Time to start thinking about Thanksgiving

Time to start thinking about Thanksgiving
                        

I know there are many well-organized planners out there who will laugh when I say it may be time to start thinking about Thanksgiving. Such folks will already have a written menu in place, have already gathered hard to find ingredients and are figuring out table decorations.

I’ve always felt super pleased with myself if I remember to order a fresh turkey before the cutoff date, and I’ve found myself shut out of some favorite dishes by waiting until the day before to hit the grocery store in earnest. I try to do much better these days.

Two Thanksgivings ago, we’d just lost the center of our family and the person around whom all holidays were planned, so it was a modest, quickie affair of roasted game hens. No one had the heart to do a big meal, and it was just the two of us anyway.

Last year was bigger, as we had the space and inclination to cook the whole shootin’ match. I even picked up a huge dining room table for chump change and found enough chairs to seat a crowd.

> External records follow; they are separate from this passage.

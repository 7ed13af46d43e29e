//! Test fixtures shared by unit tests.
//!
//! - Temporary directories
//! - ZIP archives built in memory or on disk
//! - A canned HTTP server on `127.0.0.1` that answers fixed responses per path
//!   and records every request it receives
//!
//! # Usage
//!
//! ```ignore
//! let server = TestServer::start(vec![
//!     ("/a.zip".to_string(), CannedResponse::redirect(302, "/b.zip")),
//!     ("/b.zip".to_string(), CannedResponse::ok(zip_bytes(&[("README.md", "hi")]))),
//! ]);
//! let url = server.url("/a.zip");
//! ```

use std::collections::HashMap;
use std::io::{BufRead, BufReader, Cursor, Write};
use std::net::{TcpListener, TcpStream};
use std::path::Path;
use std::sync::{Arc, Mutex};
use std::thread;

use tempfile::TempDir;
use zip::ZipWriter;
use zip::write::SimpleFileOptions;

/// Create a temp directory in the system temp location.
///
/// # Panics
///
/// Panics if the temp directory cannot be created.
#[must_use]
pub fn create_temp_dir() -> TempDir {
    TempDir::new().expect("Failed to create temp directory")
}

/// Build a ZIP archive in memory.
///
/// Names ending in `/` become directory entries.
///
/// # Panics
///
/// Panics if the archive cannot be written.
#[must_use]
pub fn zip_bytes(entries: &[(&str, &str)]) -> Vec<u8> {
    let mut writer = ZipWriter::new(Cursor::new(Vec::new()));
    let options = SimpleFileOptions::default();

    for (name, content) in entries {
        if name.ends_with('/') {
            writer
                .add_directory(*name, options)
                .expect("Failed to add directory entry");
        } else {
            writer
                .start_file(*name, options)
                .expect("Failed to start file entry");
            writer
                .write_all(content.as_bytes())
                .expect("Failed to write file entry");
        }
    }

    writer
        .finish()
        .expect("Failed to finish archive")
        .into_inner()
}

/// Write a ZIP archive to `path`.
///
/// # Panics
///
/// Panics if the file cannot be written.
pub fn write_zip(path: &Path, entries: &[(&str, &str)]) {
    std::fs::write(path, zip_bytes(entries)).expect("Failed to write archive");
}

/// URL on a local port nothing listens on.
///
/// # Panics
///
/// Panics if no local port can be reserved.
#[must_use]
pub fn unused_local_url(path: &str) -> String {
    let listener = TcpListener::bind("127.0.0.1:0").expect("Failed to reserve port");
    let port = listener.local_addr().expect("Failed to read address").port();
    drop(listener);
    format!("http://127.0.0.1:{port}{path}")
}

/// Fixed HTTP response
#[derive(Debug, Clone)]
pub struct CannedResponse {
    status: u16,
    headers: Vec<(String, String)>,
    body: Vec<u8>,
    /// Advertised `Content-Length` when it differs from the body
    declared_length: Option<usize>,
}

impl CannedResponse {
    /// 200 with `body`
    #[must_use]
    pub fn ok(body: Vec<u8>) -> Self {
        Self {
            status: 200,
            headers: Vec::new(),
            body,
            declared_length: None,
        }
    }

    /// Redirect to `location`
    #[must_use]
    pub fn redirect(status: u16, location: &str) -> Self {
        Self {
            status,
            headers: vec![("Location".to_string(), location.to_string())],
            body: Vec::new(),
            declared_length: None,
        }
    }

    /// Empty response with `status`
    #[must_use]
    pub fn status(status: u16) -> Self {
        Self {
            status,
            headers: Vec::new(),
            body: Vec::new(),
            declared_length: None,
        }
    }

    /// 200 advertising `declared_length` bytes but closing after `body`
    #[must_use]
    pub fn truncated(body: Vec<u8>, declared_length: usize) -> Self {
        Self {
            declared_length: Some(declared_length),
            ..Self::ok(body)
        }
    }

    fn to_http(&self) -> Vec<u8> {
        let mut head = format!(
            "HTTP/1.1 {} Canned\r\nContent-Length: {}\r\nConnection: close\r\n",
            self.status,
            self.declared_length.unwrap_or(self.body.len())
        );
        for (name, value) in &self.headers {
            head.push_str(&format!("{name}: {value}\r\n"));
        }
        head.push_str("\r\n");

        let mut bytes = head.into_bytes();
        bytes.extend_from_slice(&self.body);
        bytes
    }
}

#[derive(Debug, Clone)]
struct RecordedRequest {
    path: String,
    user_agent: Option<String>,
}

/// Local HTTP server answering canned responses; unknown paths get 404
pub struct TestServer {
    base_url: String,
    requests: Arc<Mutex<Vec<RecordedRequest>>>,
}

impl TestServer {
    /// Start serving `routes` on an ephemeral port
    ///
    /// # Panics
    ///
    /// Panics if the listener cannot be bound.
    #[must_use]
    pub fn start(routes: Vec<(String, CannedResponse)>) -> Self {
        let listener = TcpListener::bind("127.0.0.1:0").expect("Failed to bind test server");
        let base_url = format!(
            "http://{}",
            listener.local_addr().expect("Failed to read address")
        );
        let routes: HashMap<String, CannedResponse> = routes.into_iter().collect();
        let requests = Arc::new(Mutex::new(Vec::new()));

        let log = Arc::clone(&requests);
        thread::spawn(move || {
            for stream in listener.incoming().flatten() {
                serve(stream, &routes, &log);
            }
        });

        Self { base_url, requests }
    }

    /// Absolute URL for `path` on this server
    #[must_use]
    pub fn url(&self, path: &str) -> String {
        format!("{}{path}", self.base_url)
    }

    /// Paths requested so far, in order
    ///
    /// # Panics
    ///
    /// Panics if the request log is poisoned.
    #[must_use]
    pub fn requests(&self) -> Vec<String> {
        self.requests
            .lock()
            .expect("request log poisoned")
            .iter()
            .map(|r| r.path.clone())
            .collect()
    }

    /// User-Agent header of each request so far
    ///
    /// # Panics
    ///
    /// Panics if the request log is poisoned.
    #[must_use]
    pub fn user_agents(&self) -> Vec<String> {
        self.requests
            .lock()
            .expect("request log poisoned")
            .iter()
            .map(|r| r.user_agent.clone().unwrap_or_default())
            .collect()
    }
}

fn serve(
    mut stream: TcpStream,
    routes: &HashMap<String, CannedResponse>,
    log: &Mutex<Vec<RecordedRequest>>,
) {
    let Ok(read_half) = stream.try_clone() else {
        return;
    };
    let mut reader = BufReader::new(read_half);

    let mut request_line = String::new();
    if reader.read_line(&mut request_line).is_err() {
        return;
    }
    let path = request_line
        .split_whitespace()
        .nth(1)
        .unwrap_or("/")
        .to_string();

    let mut user_agent = None;
    loop {
        let mut line = String::new();
        match reader.read_line(&mut line) {
            Ok(0) | Err(_) => break,
            Ok(_) => {}
        }
        let line = line.trim_end();
        if line.is_empty() {
            break;
        }
        if let Some((name, value)) = line.split_once(':') {
            if name.eq_ignore_ascii_case("user-agent") {
                user_agent = Some(value.trim().to_string());
            }
        }
    }

    if let Ok(mut entries) = log.lock() {
        entries.push(RecordedRequest {
            path: path.clone(),
            user_agent,
        });
    }

    let not_found = CannedResponse::status(404);
    let response = routes.get(&path).unwrap_or(&not_found);
    let _ = stream.write_all(&response.to_http());
    let _ = stream.flush();
}

#[cfg(test)]
#[allow(clippy::expect_used)]
mod tests {
    use super::*;
    use std::io::Read;

    #[test]
    fn test_create_temp_dir() {
        let temp = create_temp_dir();
        assert!(temp.path().exists());
    }

    #[test]
    fn test_zip_bytes_round_trip() {
        let bytes = zip_bytes(&[("dir/", ""), ("dir/a.txt", "alpha")]);
        let mut archive = zip::ZipArchive::new(Cursor::new(bytes)).expect("valid archive");
        assert_eq!(archive.len(), 2);

        let mut content = String::new();
        archive
            .by_name("dir/a.txt")
            .expect("entry present")
            .read_to_string(&mut content)
            .expect("readable entry");
        assert_eq!(content, "alpha");
    }

    #[test]
    fn test_canned_response_head() {
        let http = String::from_utf8(CannedResponse::redirect(302, "/next").to_http())
            .expect("ascii response");
        assert!(http.starts_with("HTTP/1.1 302 Canned\r\n"));
        assert!(http.contains("Location: /next\r\n"));
        assert!(http.ends_with("\r\n\r\n"));
    }

    #[test]
    fn test_truncated_response_overstates_length() {
        let http = String::from_utf8(CannedResponse::truncated(b"short".to_vec(), 100).to_http())
            .expect("ascii response");
        assert!(http.contains("Content-Length: 100\r\n"));
        assert!(http.ends_with("\r\n\r\nshort"));
    }
}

Since then we’ve moved yet again, and that dining table went to the curb to be picked up by some passing college kids for free. Our current digs are nice but too small for even a two-seater table. So we are thinking creatively again about how to do the turkey and trimmings for likely two people and a toddler. The answer is a roulade.

Instead of a whole bird, we’re planning to get a whole turkey breast. I’ve had a fair amount of practice with deboning poultry and can actually bone out a whole chicken without disturbing its overall shape. It then gets stuffed and tied. After cooking, it comes out as a stuffed, rounded bird with legs as expected but which can be easily sliced and served rather than laboriously carved.

Each serving brings an outer wheel of poultry wrapped around a center of stuffing. Add gravy and we’re ready for football. With just the breast to deal with, it should be even easier. I can just remove the bones, lay the thing out skin side down, do some creative surgery to even things out and fill it with stuffing. Rolling and tying it up equals roulade.

The likely wrench in the gears here, and it’s a bright-red plumber’s pipe wrench for sure, is supply.

Beginning in 2019 and a crash in turkey prices, the supply of turkeys in the U.S. has been on a wonky ride ever since. At the time farmers cut production as a means of fighting back, only to be met by the pandemic.

Avian flu has cost more than 7 million turkeys this year alone. Rising inflation has made matters worse, and this year prices are expected to be 73% higher than in 2021, if you can find turkey at all.

My advice, which is in keeping with the advice of producers, is to get your bird as soon as you see them available, whatever the price. It’s not worth gambling that you’ll find a fatter bird at a better price later.

It’s time to put on our “Europe in 1936” pants and get what we can while the getting is good. There’s really no one to point a blaming finger here; it’s just the weird times we continue to pass through. A century ago we had The Roaring '20s. Perhaps historians will one day write about this decade as The One Stupid Thing After Another '20s.

I fear whole breasts may be even harder to find than the full bird, in which case we’ll have to shift plans and just go for the smallest turkey we can find. We can do leftovers for a while if we have to. I’m willing to make that kind of sacrifice for God and country.